Он поднялся на пост, и по его лицу, когда он оценил открывшуюся картину, я понял: то, что мы видели перед собой, было не очередной локальной операцией по уничтожению тоннеля или прощупыванию обороны, а чем-то значительно более серьёзным — финальным, решительным ударом, собранным против единственной, теперь полностью изолированной точки сопротивления, которую немецкое командование, судя по всему, решило стереть с лица земли раз и навсегда.
— Это не разведка боем, — сказал Соколов тихо. — И не очередная попытка нащупать слабое место. Это генеральный штурм, Волков. Всё, что у них есть на этом направлении, брошено сюда, против тридцати восьми человек.
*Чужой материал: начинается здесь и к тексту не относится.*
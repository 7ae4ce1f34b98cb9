// SPDX-License-Identifier: BUSL-1.1
// Copyright (c) 2026 Alfred Jean LLC

//! Fleet enumerator DTOs (C8, §4.8).
//!
//! Grounded on the teacher's `AgentRecord` (`core/src/agent_record.rs`): a
//! unified view derived from multiple sources of truth. `fmd::fleet` (the
//! actual C8 reconciler) produces these; `fm-wire` serializes them over IPC;
//! the `fm` CLI renders them.

use serde::{Deserialize, Serialize};

use crate::agent::{AgentDescriptor, AgentStatus};
use crate::host::HostDescriptor;

/// The reconciled state of a single agent after unioning the three sources
/// of truth in §4.8's table.
#[derive(Debug, Clone, Copy, PartialEq, Eq, Serialize, Deserialize)]
#[serde(rename_all = "snake_case")]
pub enum EffectiveState {
    Running,
    /// Descriptor says running, session is gone: offer to gc.
    Exited,
    Stopped,
    /// Provider-side resource is gone though local metadata still knows of
    /// it: gc candidate.
    Orphaned,
    /// Tombstone.
    Destroyed,
}

crate::simple_display! {
    EffectiveState {
        Running => "running",
        Exited => "exited",
        Stopped => "stopped",
        Orphaned => "orphaned",
        Destroyed => "destroyed",
    }
}

impl EffectiveState {
    /// Implements the §4.8 reconciliation table.
    pub fn reconcile(descriptor_status: AgentStatus, provider_resource_exists: bool, session_present: bool) -> Self {
        if descriptor_status == AgentStatus::Destroyed {
            return EffectiveState::Destroyed;
        }
        if !provider_resource_exists {
            return EffectiveState::Orphaned;
        }
        match (descriptor_status, session_present) {
            (AgentStatus::Running, true) => EffectiveState::Running,
            (AgentStatus::Running, false) => EffectiveState::Exited,
            (AgentStatus::Stopped, _) => EffectiveState::Stopped,
            (AgentStatus::Creating, _) | (AgentStatus::Destroying, _) => EffectiveState::Stopped,
            (AgentStatus::Destroyed, _) => EffectiveState::Destroyed,
        }
    }

    /// Whether this agent is a candidate the garbage collector should offer
    /// to reclaim.
    pub fn is_gc_candidate(self) -> bool {
        matches!(self, EffectiveState::Exited | EffectiveState::Orphaned)
    }
}

/// One row of the fleet view: an agent merged with its host context and
/// derived effective state.
#[derive(Debug, Clone, Serialize, Deserialize)]
pub struct FleetEntry {
    pub agent: AgentDescriptor,
    pub host: HostDescriptor,
    pub effective_state: EffectiveState,
}

#[cfg(test)]
mod tests {
    use super::*;

    #[test]
    fn running_descriptor_with_live_session_is_running() {
        assert_eq!(
            EffectiveState::reconcile(AgentStatus::Running, true, true),
            EffectiveState::Running
        );
    }

    #[test]
    fn running_descriptor_without_session_is_exited() {
        assert_eq!(
            EffectiveState::reconcile(AgentStatus::Running, true, false),
            EffectiveState::Exited
        );
    }

    #[test]
    fn missing_provider_resource_is_orphaned_regardless_of_descriptor() {
        assert_eq!(
            EffectiveState::reconcile(AgentStatus::Stopped, false, false),
            EffectiveState::Orphaned
        );
    }

    #[test]
    fn destroyed_descriptor_is_always_destroyed() {
        assert_eq!(
            EffectiveState::reconcile(AgentStatus::Destroyed, true, true),
            EffectiveState::Destroyed
        );
    }

    #[test]
    fn gc_candidates_are_exited_or_orphaned() {
        assert!(EffectiveState::Exited.is_gc_candidate());
        assert!(EffectiveState::Orphaned.is_gc_candidate());
        assert!(!EffectiveState::Running.is_gc_candidate());
        assert!(!EffectiveState::Destroyed.is_gc_candidate());
    }
}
Я молчал, чувствуя, как внутри нарастает то особое, ледяное спокойствие, что приходит только перед лицом окончательного, неотвратимого испытания, — не страх, хотя страх, разумеется, присутствовал где-то на самой периферии сознания, а нечто вроде окончательного, освобождающего принятия того, что должно произойти, независимо от того, готов ты к этому или нет.
— Значит, это конец, — сказал Марченко, поднявшийся на пост вслед за нами и оценивший масштаб приближающейся угрозы одним быстрым, профессиональным взглядом.
— Возможно, — сказал я честно, не находя в себе сил на привычную, ободряющую ложь. — Но конец, который мы встретим стоя, а не на коленях. Собирай людей, Марченко. Всех, до последнего человека. Нужно решить, как именно мы намерены провести этот, вероятно последний для многих из нас, день.
Гриша, услышавший эти слова, подошёл ближе, и в глазах его, вместо привычного уже спокойствия, промелькнуло что-то похожее на короткую, почти мальчишескую растерянность, прежде чем он взял себя в руки и расправил плечи с той решимостью, что давно перестала быть для него чем-то наигранным.
— Тогда пойду собирать людей, — сказал он просто. — Раз уж это последний день, надо хотя бы встретить его подготовленными, а не растерянными.
Он умчался выполнять поручение, и я, оставшись на несколько секунд один у бойницы, смотрел на разворачивающиеся за рекой немецкие порядки — бесконечные, растянутые колонны, готовые обрушиться на нашу маленькую, но не сломленную позицию всей своей накопленной, безжалостной силой, — и думал о том, что вся эта долгая, изматывающая история, начавшаяся однажды утром в чужом теле, среди разрывов и хаоса первого дня войны, подходила теперь к тому самому рубежу, миновать который, судя по всему, не удастся никому из тех, кто решил остаться до конца.